The plug has been pulled on Dr. Elizabeth Corday.
British actress Alex Kingston will hang up her scrubs, having been tossed off ER, she says, to allow room for new blood.
Kingston told her home country's Radio Times magazine that she has been shown the door after seven-plus years of surgery and romance on the NBC medical series because "apparently, I, according to the producers and the writers, am part of the old fogies who are no longer interesting."
Kingston admits being told her contract wouldn't be renewed "was a shock and obviously upsetting, but it's just your ego that's upset. Then I got over it."
However, she still seemed miffed about the ageism factor: "In that respect, it's a shame. It's fine to have young med students, but you need to have figures of authority, people of different ages, races, shapes and sizes."
In a statement Monday, ER's executive producers and production company Warner Bros. Television said Corday had overstayed her welcome in the hospital.
"Alex Kingston has been an integral part of ER for the past eight years. She is a gifted actress and a true professional. Like countless other characters on long-running series storylines run their course over time," the producers said.
"The situation with Alex Kingston's character Dr. Elizabeth Corday is no exception. We wish Alex all the best in her future endeavors and hope to have the opportunity to work with her again in the near future."
By late Monday, Kingston was backpeddling, saying the whole ageism thing was a joke gone too far.
"I would like to clarify my feelings regarding my departure from ER," she said in a press release issued by publicist Jazmine Valte. "Statements from an interview I recently gave were spoken tongue in cheek and unfortunately have been taken out of context. I regret if these statements have affected the producers, as we are in mutual agreement that the storyline for my character had run its course.
"I am very proud of the work I have done over the past eight years. I am grateful for the professional associations and friendships I have made through ER, and the incredible opportunities it has afforded me."

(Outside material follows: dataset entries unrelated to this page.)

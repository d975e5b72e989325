// Copyright (C) 2024 Laixer Equipment B.V.
// All rights reserved.
//
// This software may be modified and distributed under the terms
// of the included license.  See the LICENSE file for details.

use clap::{Parser, ValueHint};

use routon::device::sim::VirtualActuator;
use routon::device::SystemStopwatch;
use routon::kernel::Calibration;
use routon::runtime::ComponentContext;

/// Wheel revolutions per second at full open-loop output, used to scale
/// the virtual drivetrain.
const DRIVE_FULL_SPEED_RPS: f32 = 2.8;

#[derive(Parser)]
#[command(author = "Copyright (C) 2024 Laixer Equipment B.V.")]
#[command(version, propagate_version = true)]
#[command(about = "Routon routine executor", long_about = None)]
struct Args {
    /// Routine configuration file.
    #[arg(value_hint = ValueHint::FilePath)]
    file: std::path::PathBuf,
    /// Control cycle interval in milliseconds.
    #[arg(short, long, default_value_t = 20)]
    interval: u64,
    /// Enable sensor jitter.
    #[arg(long, default_value_t = false)]
    jitter: bool,
    /// Quiet output (no logging).
    #[arg(long)]
    quiet: bool,
    /// Daemonize the service.
    #[arg(short = 'D', long)]
    daemon: bool,
    /// Level of verbosity.
    #[arg(short, long, action = clap::ArgAction::Count)]
    verbose: u8,
}

#[tokio::main]
async fn main() -> anyhow::Result<()> {
    use log::LevelFilter;

    let args = Args::parse();

    let mut config: routon::Config = routon::from_file(&args.file)?;

    if args.jitter {
        config.simulation.jitter = true;
    }

    let log_level = if args.daemon {
        LevelFilter::Info
    } else if args.quiet {
        LevelFilter::Off
    } else {
        match args.verbose {
            0 => LevelFilter::Info,
            1 => LevelFilter::Debug,
            _ => LevelFilter::Trace,
        }
    };

    if args.daemon {
        log::set_boxed_logger(Box::new(routon::logger::SystemdLogger::with_level(
            log_level,
        )))?;
        log::set_max_level(log_level);
    } else {
        let mut log_config = simplelog::ConfigBuilder::new();

        log_config.set_target_level(LevelFilter::Off);
        log_config.set_location_level(LevelFilter::Off);
        log_config.add_filter_ignore_str("mio");

        simplelog::TermLogger::init(
            log_level,
            log_config.build(),
            simplelog::TerminalMode::Mixed,
            simplelog::ColorChoice::Auto,
        )?;
    }

    if args.daemon {
        log::debug!("Running service as daemon");
    }

    log::info!(
        "Hello, I'm a {} 🤖. Hand me a routine!",
        ansi_term::Color::Yellow.paint(config.machine.model.clone())
    );

    let instance_id = match &config.machine.id {
        Some(id) => uuid::Uuid::parse_str(id)?,
        None => uuid::Uuid::new_v4(),
    };

    let instance = routon::core::Instance::new(instance_id, &config.machine.model, (0, 3, 1));

    log::info!("{}", instance);

    if config.simulation.jitter {
        log::info!("Sensor jitter is enabled");
    }

    let mut routine = routon::kernel::assemble(&config)?;

    log::info!(
        "Routine holds {} steps ({} executors)",
        routine.step_count(),
        routine.len()
    );

    let calibration = Calibration::new(
        config.machine.counts_per_revolution,
        config.machine.wheel_circumference,
        config.machine.overshoot_gain,
    );

    let rate = config.machine.counts_per_revolution * DRIVE_FULL_SPEED_RPS;
    let jitter = config.simulation.jitter;

    // Both drivetrain encoders run with inverted sensor phase, matching
    // the mirrored channel wiring the sign conventions assume.
    let mut ctx = ComponentContext::new(
        Box::new(VirtualActuator::new(rate, true, jitter)),
        Box::new(VirtualActuator::new(rate, true, jitter)),
        Box::new(VirtualActuator::new(rate, false, jitter)),
        Box::new(VirtualActuator::new(rate, false, jitter)),
        Box::new(SystemStopwatch::new()),
        calibration,
        routine.step_count(),
    );

    let mut runtime = routon::Runtime::new();
    runtime.enable_term_shutdown();

    runtime
        .run_interval(
            &mut routine,
            &mut ctx,
            std::time::Duration::from_millis(args.interval.clamp(1, 1_000)),
        )
        .await;

    log::debug!("{} was shutdown gracefully", env!("CARGO_BIN_NAME"));

    Ok(())
}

Kingston joined ER in 1997 as Dr. Elizabeth Corday, the outspoken trauma surgeon struggling to make her Brit attitude and training fit in with the folks at Chicago's County General. She debuted at the start of the show's fourth season, episode 71, titled "Ambush," which was broadcast live, the cast performing it twice, first for the East Coast, then the West.
The curly locked Corday was soon wooing Dr. Peter Benton (Eriq LaSalle), but that interracial romance was considered too controversial and eventually faded out. By the middle of the following season, Corday was beginning to bond with Dr. Mark Greene (Anthony Edwards). After many trials and tribulations, including Greene developing a brain tumor, they married and had a kid. Greene died at the end of the eighth season, when Edwards left the show.
Since then, Kingston's appearances have been more sporadic, with Corday either in conflict with hospital administration or involved in short-lived inappropriate romances, or both. By the end of last season, she had been appointed the new head of surgery. She has reportedly already shot two episodes for season 11.
"Like other former cast members who have moved on from the show," Kingston said in her Monday statement, "I am looking forward to a creative and successful future."
Indeed, she joins a long goodbye list of female stars who have left the show for personal or professional reasons, including Gloria Reuben, Julianna Margulies, Kellie Martin and Sherry Stringfield, who left in 1996 but returned in 2001 to reprise her role as Dr. Susan Lewis.
The mature actresses hanging in are Laura Innes (Dr. Kerry Weaver since 1995), who is 44, and Maura Tierney (Abby Lockhart since 2000), who is 39. They compete for screen time with youngsters Linda Cardellini (nurse Sam Taggert) and Parminder Nagra (medical student Neela Rasgotra), both 28, who joined the cast this past season--and, ironically, whose futures at County General seemed in doubt in the season finale. (Meanwhile, Shane West will join the cast next season to bring down the average age on the male side.)
Kingston first attracted attention on this side of the pond in 1996, when PBS aired the British miniseries The Fortunes and Misfortunes of Moll Flanders, based on Daniel Defoe's lusty 18th-century novel.
Kingston had been tabloid press fodder in England when her marriage to British movie star Ralph Fiennes broke up, after he took up with actress Francesca Annis, 19 years his senior. After moving to the U.S., Kingston married German journalist Florian Haertel. They now have a three-year-old daughter, Salome Violetta.
Last year, Kingston battled Romans in as the fabled British queen Boadicea in the PBS movie Warrior Queen. She says she will return to England to seek film and television work there. "Scariness comes from not knowing whether I can do it anymore, because I've been playing one role for so long," she said to Radio Times. "Admittedly, I've done little bits and pieces, but I'm very excited about getting back to the U.K."